長崎の社会/経済/スポーツ/文化のニュースをお届けしています

私の被爆ノート

もし学校に行っていたら

2007年1月25日 掲載
森 幸男(75) 森 幸男さん(75) 爆心地から3.2キロの川平町で被爆 =長崎市千歳町=

五人兄姉の末っ子で当時十四歳。旧制鎮西学院中(現在の活水高の位置)一年生だった。

一九四五年七月二十九日、三十一日、八月一日の三回、米軍が長崎を爆撃した。自宅があった岩瀬道町は三菱長崎造船所の近く。母と近くの防空壕(ごう)に逃げると、壕に入ってきた人が「外で誰か死んでいるぞ」と言った。自宅に引き返すと、家の前で父が死んでいた。三十一日、父を火葬し、母や姉ら家族六人で市内から離れようとした。

川平の農家に疎開したのは六日。九日朝、父の死を学校に連絡しようと川平を出た。途中、西浦上小近くで警戒警報が鳴り、防空壕に入った。「今日は行かなくてもいい」。そう思い直し、川平の疎開先に帰った。十分もたたないうち、ピカッと青白い光とごう音、爆風が襲ってきた。牛小屋に走り込み、目と耳を押さえて、地面に伏せた。

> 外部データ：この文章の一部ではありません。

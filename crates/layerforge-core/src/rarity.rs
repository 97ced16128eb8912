//! # Rarity & Summary Builder
//!
//! Runs once after the last item: counts how often every trait was actually
//! used, scores each item as the sum of `100 / trait_pct` over its assigned
//! traits, and ranks items by descending score (rank 1 is rarest; ties go
//! to the lower index). The result is the terminal `Summary` carried by the
//! `Complete` event.

use serde::Serialize;

use crate::compile::CompiledRequest;
use crate::error::Result;
use crate::metadata::{self, Attribute};
use crate::request::MetadataStandard;

/// Terminal statistics for a finished run.
#[derive(Debug, Serialize)]
pub struct Summary {
    pub collection: String,
    pub standard: MetadataStandard,
    pub total: u32,
    pub trait_frequencies: Vec<TraitFrequency>,
    /// One record per emitted item, ascending by index.
    pub items: Vec<ItemRecord>,
}

#[derive(Debug, Serialize)]
pub struct TraitFrequency {
    pub layer: String,
    pub trait_name: String,
    pub count: u32,
    pub pct: f64,
}

#[derive(Debug, Serialize)]
pub struct ItemRecord {
    pub index: u32,
    pub name: String,
    pub score: f64,
    pub rank: u32,
    pub attributes: Vec<Attribute>,
    /// Rendered metadata JSON body, byte-stable per the chosen standard.
    pub metadata_json: String,
}

/// Attribute list for an assignment, in layer paint order.
pub fn attributes(compiled: &CompiledRequest, assignment: &[usize]) -> Vec<Attribute> {
    assignment
        .iter()
        .enumerate()
        .map(|(li, &ti)| Attribute {
            trait_type: compiled.layers[li].name.clone(),
            value: compiled.layers[li].traits[ti].name.clone(),
        })
        .collect()
}

/// Build the terminal summary from the recorded assignments.
pub fn build_summary(compiled: &CompiledRequest, items: &[(u32, Vec<usize>)]) -> Result<Summary> {
    let total = items.len() as u32;
    let n = f64::from(total.max(1));

    let mut counts: Vec<Vec<u32>> = compiled
        .layers
        .iter()
        .map(|l| vec![0; l.traits.len()])
        .collect();
    for (_, assignment) in items {
        for (li, &ti) in assignment.iter().enumerate() {
            counts[li][ti] += 1;
        }
    }

    let pct = |li: usize, ti: usize| f64::from(counts[li][ti]) / n * 100.0;

    let scored: Vec<(u32, f64)> = items
        .iter()
        .map(|(index, assignment)| {
            let score: f64 = assignment
                .iter()
                .enumerate()
                .map(|(li, &ti)| 100.0 / pct(li, ti))
                .sum();
            (*index, score)
        })
        .collect();

    // Rank 1 is rarest; equal scores keep the lower index first.
    let mut order: Vec<usize> = (0..scored.len()).collect();
    order.sort_by(|&a, &b| {
        scored[b].1
            .partial_cmp(&scored[a].1)
            .unwrap_or(std::cmp::Ordering::Equal)
            .then(scored[a].0.cmp(&scored[b].0))
    });
    let mut ranks = vec![0u32; scored.len()];
    for (position, &slot) in order.iter().enumerate() {
        ranks[slot] = position as u32 + 1;
    }

    let mut records = Vec::with_capacity(items.len());
    for (slot, (index, assignment)) in items.iter().enumerate() {
        let attrs = attributes(compiled, assignment);
        let metadata_json = metadata::render_record(
            compiled.metadata_standard,
            &compiled.name,
            &compiled.description,
            *index,
            &attrs,
        )?;
        records.push(ItemRecord {
            index: *index,
            name: metadata::item_name(&compiled.name, *index),
            score: scored[slot].1,
            rank: ranks[slot],
            attributes: attrs,
            metadata_json,
        });
    }
    records.sort_by_key(|r| r.index);

    let mut trait_frequencies = Vec::new();
    for (li, layer) in compiled.layers.iter().enumerate() {
        for (ti, tr) in layer.traits.iter().enumerate() {
            if counts[li][ti] > 0 {
                trait_frequencies.push(TraitFrequency {
                    layer: layer.name.clone(),
                    trait_name: tr.name.clone(),
                    count: counts[li][ti],
                    pct: pct(li, ti),
                });
            }
        }
    }

    Ok(Summary {
        collection: compiled.name.clone(),
        standard: compiled.metadata_standard,
        total,
        trait_frequencies,
        items: records,
    })
}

十日、血だらけで川平に戻ってきた人から「長崎は全滅」と聞いた。母の実家の大村に行こうとしたが、いったん岩瀬道の自宅に戻ることに。初めて人間の姿を見たのは岩屋橋近く。七、八人が真っ黒な姿で動かなかった。男女の区別は分からなかった。髪はちりぢり。何も着ていない。

「水」「水」-。声を上げている。持っていた水筒から水を飲ませようとすると、母から「水をやると、すぐに死んでしまう」と言われてやめた。大橋付近に来ると、川の中に人が折り重なって死んでいた。何百人もいた。みんな水を飲みに来ていたのだろう。

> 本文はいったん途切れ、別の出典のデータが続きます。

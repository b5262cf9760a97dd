use serde::Serialize;

use super::annotations::{sorted_by_popularity, ReactionAnnotation};
use super::filter::FilterState;
use super::source::ReactionSource;

/// What a summary chip stands for.
#[derive(Debug, Clone, PartialEq, Eq, Hash, Serialize)]
#[serde(tag = "kind", content = "emoji", rename_all = "snake_case")]
pub enum SummaryKey {
    /// The synthetic "All" entry. Only ever clears the filter.
    All,
    Emoji(String),
}

impl SummaryKey {
    pub fn emoji(&self) -> Option<&str> {
        match self {
            SummaryKey::All => None,
            SummaryKey::Emoji(e) => Some(e),
        }
    }
}

#[derive(Debug, Clone, PartialEq, Eq, Serialize)]
pub struct EmojiSummary {
    pub key: SummaryKey,
    pub count: usize,
}

impl EmojiSummary {
    pub fn is_all(&self) -> bool {
        matches!(self.key, SummaryKey::All)
    }
}

/// Chip list for the dialog header: `All` with the total first, then one
/// entry per emoji in popularity order.
pub fn build_summaries(source: &impl ReactionSource) -> Vec<EmojiSummary> {
    let real: Vec<EmojiSummary> = sorted_by_popularity(source)
        .into_iter()
        .map(|group| EmojiSummary {
            key: SummaryKey::Emoji(group.key.clone()),
            count: group.len(),
        })
        .collect();
    let total = real.iter().map(|s| s.count).sum();

    let mut summaries = Vec::with_capacity(real.len() + 1);
    summaries.push(EmojiSummary {
        key: SummaryKey::All,
        count: total,
    });
    summaries.extend(real);
    summaries
}

/// Rows matching `filter`, in their derived order.
pub fn visible_rows<'a>(
    annotations: &'a [ReactionAnnotation],
    filter: &FilterState,
) -> Vec<&'a ReactionAnnotation> {
    match filter.emoji() {
        None => annotations.iter().collect(),
        Some(emoji) => annotations.iter().filter(|a| a.emoji == emoji).collect(),
    }
}
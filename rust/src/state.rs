use serde::Serialize;

use crate::config::DialogConfig;
use crate::core::{Chip, ReactionsDialog, SummaryKey};

/// Full render state of the dialog, as handed to native hosts.
#[derive(uniffi::Record, Debug, Clone, PartialEq, Eq, Serialize)]
pub struct ReactionsDialogState {
    pub rev: u64,
    pub title: String,
    pub chips: Vec<ReactionChip>,
    pub rows: Vec<ReactionRow>,
    pub selected_emoji: Option<String>,
}

#[derive(uniffi::Record, Debug, Clone, PartialEq, Eq, Serialize)]
pub struct ReactionChip {
    pub key: ChipKey,
    pub label: String,
    pub count: u32,
    pub selected: bool,
}

#[derive(uniffi::Enum, Debug, Clone, PartialEq, Eq, Serialize)]
#[serde(tag = "kind", rename_all = "snake_case")]
pub enum ChipKey {
    All,
    Emoji { emoji: String },
}

#[derive(uniffi::Record, Debug, Clone, PartialEq, Eq, Serialize)]
pub struct ReactionRow {
    pub emoji: String,
    pub sender_name: String,
}

impl From<&SummaryKey> for ChipKey {
    fn from(key: &SummaryKey) -> Self {
        match key {
            SummaryKey::All => ChipKey::All,
            SummaryKey::Emoji(emoji) => ChipKey::Emoji {
                emoji: emoji.clone(),
            },
        }
    }
}

impl From<ChipKey> for SummaryKey {
    fn from(key: ChipKey) -> Self {
        match key {
            ChipKey::All => SummaryKey::All,
            ChipKey::Emoji { emoji } => SummaryKey::Emoji(emoji),
        }
    }
}

impl From<Chip> for ReactionChip {
    fn from(chip: Chip) -> Self {
        Self {
            key: ChipKey::from(&chip.key),
            label: chip.label,
            count: u32::try_from(chip.count).unwrap_or(u32::MAX),
            selected: chip.selected,
        }
    }
}

impl ReactionsDialogState {
    pub fn project(dialog: &ReactionsDialog, config: &DialogConfig, rev: u64) -> Self {
        Self {
            rev,
            title: dialog.title().to_string(),
            chips: dialog.chips().into_iter().map(ReactionChip::from).collect(),
            rows: dialog
                .rows()
                .into_iter()
                .map(|row| ReactionRow {
                    emoji: row.emoji.clone(),
                    sender_name: config.display_name(&row.sender_name),
                })
                .collect(),
            selected_emoji: dialog.filter().emoji().map(str::to_string),
        }
    }
}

「もし、九日、あのまま学校に行っていたら、きっと死んでいただろう」。その後、父の死と長崎で見た光景は忘れようとした。言葉に出すと涙があふれてしまうから。三年前から観光ボランティアガイドとして、修学旅行生の平和学習を約百回担当。あの日、生かされた命を大切にして語り続けたい。
<私の願い>
今の子どもたちは平和な時代に慣れてしまっている。戦争が六十年もないときに、戦争の怖さを話しても分からないだろう。子どもたちのいじめが多い。弱い人をいじめるのはひきょう者。立ち向かう勇気を持ってほしい。